Tom Palmer recently blogged about his visit to Britain’s “Eden Project,” where to his incredulity, he found a largely spurious piece of spam presented as “educational material.” The spam purports to describe what the composition of a “global village” would be like if we compressed the world’s population into a hundred person town.
A little poking turned up this story in Fast Company, whose authors decided to do some rudimentary fact-checking.

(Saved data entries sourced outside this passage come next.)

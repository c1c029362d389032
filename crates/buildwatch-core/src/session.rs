//! The log-driven state machine.
//!
//! A [`Session`] consumes one line at a time with no lookahead:
//!
//! ```text
//! Prebuild ──objdir──> Building { Idle | PlainTier | ScanningTools | ToolsTier } ──eof──> Finished
//!     └────────────────────────── error line ──> ErrorDumping ─────────eof──────────┘
//! ```
//!
//! `ErrorDumping` is absorbing: every later line is echoed verbatim and the
//! model is never touched again.

use crate::classifier::{classify, Scope};
use crate::grammar::SessionGrammar;
use crate::model::{ConfigurePhase, Entered, PlainTier, SuccessionTier, ToolsTier};
use crate::recent::{RecentLines, DEFAULT_RECENT_LINES};
use crate::renderer::Renderer;
use crate::terminal::Terminal;
use crate::Result;
use buildwatch_types::{BuildOutcome, BuildSummary, LineEvent};
use chrono::{DateTime, Local};
use std::io::BufRead;
use tracing::{debug, info, trace, warn};

/// Session behavior knobs.
#[derive(Debug, Clone)]
pub struct SessionOptions {
    /// Lines replayed above the failure banner.
    pub recent_lines: usize,
    /// Whether to set the terminal title.
    pub set_title: bool,
}

impl Default for SessionOptions {
    fn default() -> Self {
        Self {
            recent_lines: DEFAULT_RECENT_LINES,
            set_title: true,
        }
    }
}

/// Tier processing stage once the object directory is known.
#[derive(Debug)]
enum Stage {
    /// Between tiers.
    Idle,
    /// Collecting the directories of a tools tier.
    ScanningTools { name: String, found: Vec<String> },
    PlainTier(PlainTier),
    ToolsTier(ToolsTier),
}

#[derive(Debug)]
enum Phase {
    Prebuild(ConfigurePhase),
    Building {
        grammar: SessionGrammar,
        stage: Stage,
    },
    ErrorDumping,
    Finished,
}

/// One run over one build log.
pub struct Session<T: Terminal> {
    renderer: Renderer<T>,
    started_at: DateTime<Local>,
    recent: RecentLines,
    phase: Phase,
    reached_done: bool,
    tiers: Vec<String>,
    lines: u64,
    errors: u32,
    summary: Option<BuildSummary>,
}

impl<T: Terminal> Session<T> {
    /// Clear the display and print the start line.
    pub fn start(term: T, options: SessionOptions) -> Result<Self> {
        let started_at = Local::now();
        let mut renderer = Renderer::new(term, options.set_title);
        renderer.start(&started_at)?;
        renderer.flush()?;
        debug!(target: "buildwatch::session", recent_lines = options.recent_lines, "session started");

        Ok(Self {
            renderer,
            started_at,
            recent: RecentLines::new(options.recent_lines),
            phase: Phase::Prebuild(ConfigurePhase::new()),
            reached_done: false,
            tiers: Vec::new(),
            lines: 0,
            errors: 0,
            summary: None,
        })
    }

    /// Process one raw input line.
    pub fn feed_line(&mut self, line: &str) -> Result<()> {
        match self.phase {
            Phase::Finished => {
                trace!(target: "buildwatch::session", "line after finish ignored");
                return Ok(());
            }
            Phase::ErrorDumping => {
                self.lines += 1;
                if classify(line, Scope::DirectoryScan) == LineEvent::BuildErrorDetected {
                    self.errors += 1;
                }
                self.renderer.echo(line)?;
                return self.renderer.flush();
            }
            _ => {}
        }

        self.lines += 1;
        self.renderer.tick()?;
        self.recent.push(line);

        let event = classify(line, self.scope());
        if event == LineEvent::BuildErrorDetected {
            self.enter_error_dump()?;
        } else {
            self.apply(event)?;
        }
        self.renderer.flush()
    }

    /// End of input: finalize the open directory and print the banner.
    ///
    /// Calling this again returns the same summary without drawing anything.
    pub fn finish(&mut self) -> Result<BuildSummary> {
        if let Some(summary) = &self.summary {
            return Ok(summary.clone());
        }

        let outcome = match &mut self.phase {
            Phase::ErrorDumping => BuildOutcome::Failed,
            Phase::Building { stage, .. } => {
                close_stage(&mut self.renderer, stage)?;
                if self.reached_done {
                    BuildOutcome::Completed
                } else {
                    BuildOutcome::Truncated
                }
            }
            Phase::Prebuild(_) | Phase::Finished => BuildOutcome::Truncated,
        };

        if outcome == BuildOutcome::Truncated {
            warn!(target: "buildwatch::session", "input ended without a completion line");
            self.renderer.begin_failure(std::iter::empty())?;
        }
        let finished_at = Local::now();
        self.renderer.banner(outcome, &self.started_at, &finished_at)?;
        self.phase = Phase::Finished;

        let summary = BuildSummary {
            started_at: self.started_at,
            finished_at,
            outcome,
            tiers: self.tiers.clone(),
            lines: self.lines,
            errors: self.errors,
        };
        info!(
            target: "buildwatch::session",
            outcome = %summary.outcome,
            elapsed = %summary.elapsed(),
            lines = summary.lines,
            tiers = summary.tiers.len(),
            "build finished"
        );
        self.summary = Some(summary.clone());
        Ok(summary)
    }

    // ------------------------------------------------------------------
    // Inspection
    // ------------------------------------------------------------------

    pub fn terminal(&self) -> &T {
        self.renderer.terminal()
    }

    pub fn renderer(&self) -> &Renderer<T> {
        &self.renderer
    }

    /// Whether an error line was seen. Never cleared.
    pub fn is_failed(&self) -> bool {
        matches!(self.phase, Phase::ErrorDumping)
            || self
                .summary
                .as_ref()
                .is_some_and(|s| s.outcome == BuildOutcome::Failed)
    }

    pub fn reached_done(&self) -> bool {
        self.reached_done
    }

    pub fn recent(&self) -> &RecentLines {
        &self.recent
    }

    pub fn phase_name(&self) -> &'static str {
        match &self.phase {
            Phase::Prebuild(_) => "prebuild",
            Phase::Building { stage, .. } => match stage {
                Stage::Idle => "idle",
                Stage::ScanningTools { .. } => "scanning_tools",
                Stage::PlainTier(_) => "plain_tier",
                Stage::ToolsTier(_) => "tools_tier",
            },
            Phase::ErrorDumping => "error_dumping",
            Phase::Finished => "finished",
        }
    }

    pub fn configure(&self) -> Option<&ConfigurePhase> {
        match &self.phase {
            Phase::Prebuild(configure) => Some(configure),
            _ => None,
        }
    }

    pub fn grammar(&self) -> Option<&SessionGrammar> {
        match &self.phase {
            Phase::Building { grammar, .. } => Some(grammar),
            _ => None,
        }
    }

    pub fn plain_tier(&self) -> Option<&PlainTier> {
        match &self.phase {
            Phase::Building {
                stage: Stage::PlainTier(tier),
                ..
            } => Some(tier),
            _ => None,
        }
    }

    pub fn tools_tier(&self) -> Option<&ToolsTier> {
        match &self.phase {
            Phase::Building {
                stage: Stage::ToolsTier(tier),
                ..
            } => Some(tier),
            _ => None,
        }
    }

    // ------------------------------------------------------------------
    // Transitions
    // ------------------------------------------------------------------

    fn scope(&self) -> Scope<'_> {
        match &self.phase {
            Phase::Building {
                stage: Stage::ScanningTools { .. },
                ..
            } => Scope::DirectoryScan,
            Phase::Building { grammar, .. } => Scope::Tiers(grammar),
            _ => Scope::Prebuild,
        }
    }

    fn enter_error_dump(&mut self) -> Result<()> {
        warn!(target: "buildwatch::session", line = self.lines, "build error detected; dumping remaining output");
        self.errors += 1;
        self.phase = Phase::ErrorDumping;
        self.renderer.begin_failure(self.recent.iter())
    }

    fn apply(&mut self, event: LineEvent) -> Result<()> {
        let Self {
            phase,
            renderer,
            reached_done,
            tiers,
            ..
        } = self;

        match phase {
            Phase::Prebuild(configure) => match event {
                LineEvent::MainConfigureStart => {
                    start_configure(renderer, configure, "configure".to_string())
                }
                LineEvent::SubConfigureStart(sub) => {
                    start_configure(renderer, configure, format!("{}/configure", sub))
                }
                LineEvent::ObjdirDetected(objdir) => {
                    let grammar = SessionGrammar::for_objdir(&objdir)?;
                    if let Some(index) = configure.finish_last() {
                        renderer.redraw_configure_step(configure, index)?;
                    }
                    info!(target: "buildwatch::session", objdir = grammar.objdir(), windows = grammar.is_windows(), "object directory detected");
                    *phase = Phase::Building {
                        grammar,
                        stage: Stage::Idle,
                    };
                    Ok(())
                }
                _ => Ok(()),
            },
            Phase::Building { stage, .. } => apply_building(renderer, stage, event, reached_done, tiers),
            Phase::ErrorDumping | Phase::Finished => Ok(()),
        }
    }
}

impl<T: Terminal> Drop for Session<T> {
    /// Abandoned before [`Session::finish`]: leave the terminal usable.
    fn drop(&mut self) {
        if matches!(self.phase, Phase::Finished) {
            return;
        }
        warn!(target: "buildwatch::session", "session abandoned; restoring terminal");
        if !matches!(self.phase, Phase::ErrorDumping) {
            let _ = self.renderer.begin_failure(std::iter::empty());
        }
        let _ = self
            .renderer
            .banner(BuildOutcome::Failed, &self.started_at, &Local::now());
        self.phase = Phase::Finished;
    }
}

fn start_configure<T: Terminal>(
    renderer: &mut Renderer<T>,
    configure: &mut ConfigurePhase,
    name: String,
) -> Result<()> {
    if configure.is_empty() {
        renderer.start_prebuild()?;
    } else if let Some(index) = configure.finish_last() {
        renderer.redraw_configure_step(configure, index)?;
    }
    debug!(target: "buildwatch::model", step = %name, "configure step");
    configure.start(name);
    renderer.append_configure_step(configure)
}

fn apply_building<T: Terminal>(
    renderer: &mut Renderer<T>,
    stage: &mut Stage,
    event: LineEvent,
    reached_done: &mut bool,
    tiers: &mut Vec<String>,
) -> Result<()> {
    match event {
        LineEvent::BuildDoneDetected => {
            debug!(target: "buildwatch::session", "completion line seen");
            *reached_done = true;
        }
        LineEvent::TierStart { name, dirs } => {
            close_stage(renderer, stage)?;
            debug!(target: "buildwatch::model", tier = %name, dirs = dirs.len(), "tier start");
            let tier = PlainTier::new(name.clone(), &dirs);
            renderer.start_tier(&tier)?;
            tiers.push(name);
            *stage = Stage::PlainTier(tier);
        }
        LineEvent::ToolsTierStart(name) => {
            close_stage(renderer, stage)?;
            debug!(target: "buildwatch::model", tier = %name, "tools tier scan");
            *stage = Stage::ScanningTools {
                name,
                found: Vec::new(),
            };
        }
        LineEvent::LibsPhaseStart(name) => match stage {
            Stage::PlainTier(tier) if tier.name() == name => {
                if let Some(index) = tier.start_libs() {
                    renderer.redraw_directory(tier, index, false)?;
                }
            }
            _ => trace!(target: "buildwatch::model", tier = %name, "libs line for inactive tier"),
        },
        LineEvent::DirectoryEntered(dir) => match stage {
            Stage::PlainTier(tier) => {
                apply_entered(tier, &dir, |t, i, opened| renderer.redraw_directory(t, i, opened))?
            }
            Stage::ToolsTier(tier) => apply_entered(tier, &dir, |t, i, opened| {
                renderer.redraw_tools_directory(t, i, opened)
            })?,
            _ => {}
        },
        LineEvent::MakefileUpToDate(dir) => {
            if let Stage::ScanningTools { found, .. } = stage {
                found.push(dir);
            }
        }
        LineEvent::DirectoryLeft => {
            if let Stage::ScanningTools { name, found } = stage {
                let name = std::mem::take(name);
                let found = std::mem::take(found);
                if found.is_empty() {
                    debug!(target: "buildwatch::model", tier = %name, "tools tier has no directories");
                    *stage = Stage::Idle;
                } else {
                    debug!(target: "buildwatch::model", tier = %name, dirs = found.len(), "tools tier start");
                    let tier = ToolsTier::new(name.clone(), &found);
                    renderer.start_tools(&tier)?;
                    tiers.push(name);
                    *stage = Stage::ToolsTier(tier);
                }
            }
        }
        _ => {}
    }
    Ok(())
}

/// Apply a directory entry and redraw whatever it changed.
fn apply_entered<S, F>(tier: &mut S, dir: &str, mut redraw: F) -> Result<()>
where
    S: SuccessionTier,
    F: FnMut(&S, usize, bool) -> Result<()>,
{
    match tier.enter(dir) {
        Some(Entered::Advanced(advance)) => {
            if let Some(previous) = advance.finalized {
                redraw(tier, previous, false)?;
            }
            redraw(tier, advance.opened, true)
        }
        Some(Entered::Descended(index)) => redraw(tier, index, false),
        None => {
            trace!(target: "buildwatch::model", dir, "untracked directory with nothing open");
            Ok(())
        }
    }
}

/// Finalize the open directory of the current tier, if any.
fn close_stage<T: Terminal>(renderer: &mut Renderer<T>, stage: &mut Stage) -> Result<()> {
    match stage {
        Stage::PlainTier(tier) => {
            if let Some(index) = tier.finish_current() {
                renderer.redraw_directory(tier, index, false)?;
            }
        }
        Stage::ToolsTier(tier) => {
            if let Some(index) = tier.finish_current() {
                renderer.redraw_tools_directory(tier, index, false)?;
            }
        }
        Stage::Idle | Stage::ScanningTools { .. } => {}
    }
    Ok(())
}

/// Drive a session over `input` until it is exhausted.
///
/// Lines are decoded lossily. If reading or rendering fails the session is
/// dropped, which prints the failure banner, and the error is returned.
pub fn watch<R: BufRead, T: Terminal>(
    mut input: R,
    term: T,
    options: SessionOptions,
) -> Result<BuildSummary> {
    let mut session = Session::start(term, options)?;
    let mut buf = Vec::new();
    loop {
        buf.clear();
        if input.read_until(b'\n', &mut buf)? == 0 {
            break;
        }
        let line = String::from_utf8_lossy(&buf);
        session.feed_line(&line)?;
    }
    session.finish()
}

Along with falsifying the common attribution of the spam to a doctor at Stanford, they turned up some pretty yawning chasms between truth and representation:
Spam:
80 would live in substandard housing
Fact:
25 would live in substandard housing
Source: Habitat for Humanity International, “Why Habitat is Needed.”
Spam:
70 would be unable to read
Fact:
17 would be unable to read
Source: UNICEF, “The State of the World’s Children 1999.”
Spam:
50 would suffer from malnutrition
Fact:
13 would suffer from malnutrition
Source: UN Food and Agriculture Organization report, cited at OBGYN.net.
Spam:
1 would own a computer
Fact:
4 would own a computer (as of five years ago!)
Source: UN Human Development Indicators, “Access to Information and Communications 1995.”
What the disparities here illustrate rather strikingly, I think, is that the people who circulate this stuff for the warm fuzzies it gives them aren’t actually particularly interested in, say, the developing world or its problems. A few points off here or there could be ignored. But misrepresenting the facts by a factor of three or four is an error so grotesque that it could hardly be missed by anyone who were concerned enough about global hunger or illiteracy to want to be well informed about them. That the information is bad shouldn’t be surprising; it’s the Internet. That it’s that bad and should continue to circulate precisely as a token of concern for the situations it misrepresents — a concern it belies by its own circulations — well, that’s actually sort of poetic. Contemplating that state of affairs gives me more joy than any of the many dozens of herbal Viagra, Nigerian bank fraud, or hassle-your-congressperson (my what? this is D.C.!) spam I’ve ever recieved. Perhaps I should soften my criticism of this factoid souffle, stop harping on truth or falsehood. Viewed strictly as a piece of performance art, as perhaps it deserves to be viewed, it’s no more capable of “truth” or “falsehood” than a sonata or a jig. Bless you, little spam. Long may you thrive.
Update: Snopes also has its own deconstruction, with slightly different numbers.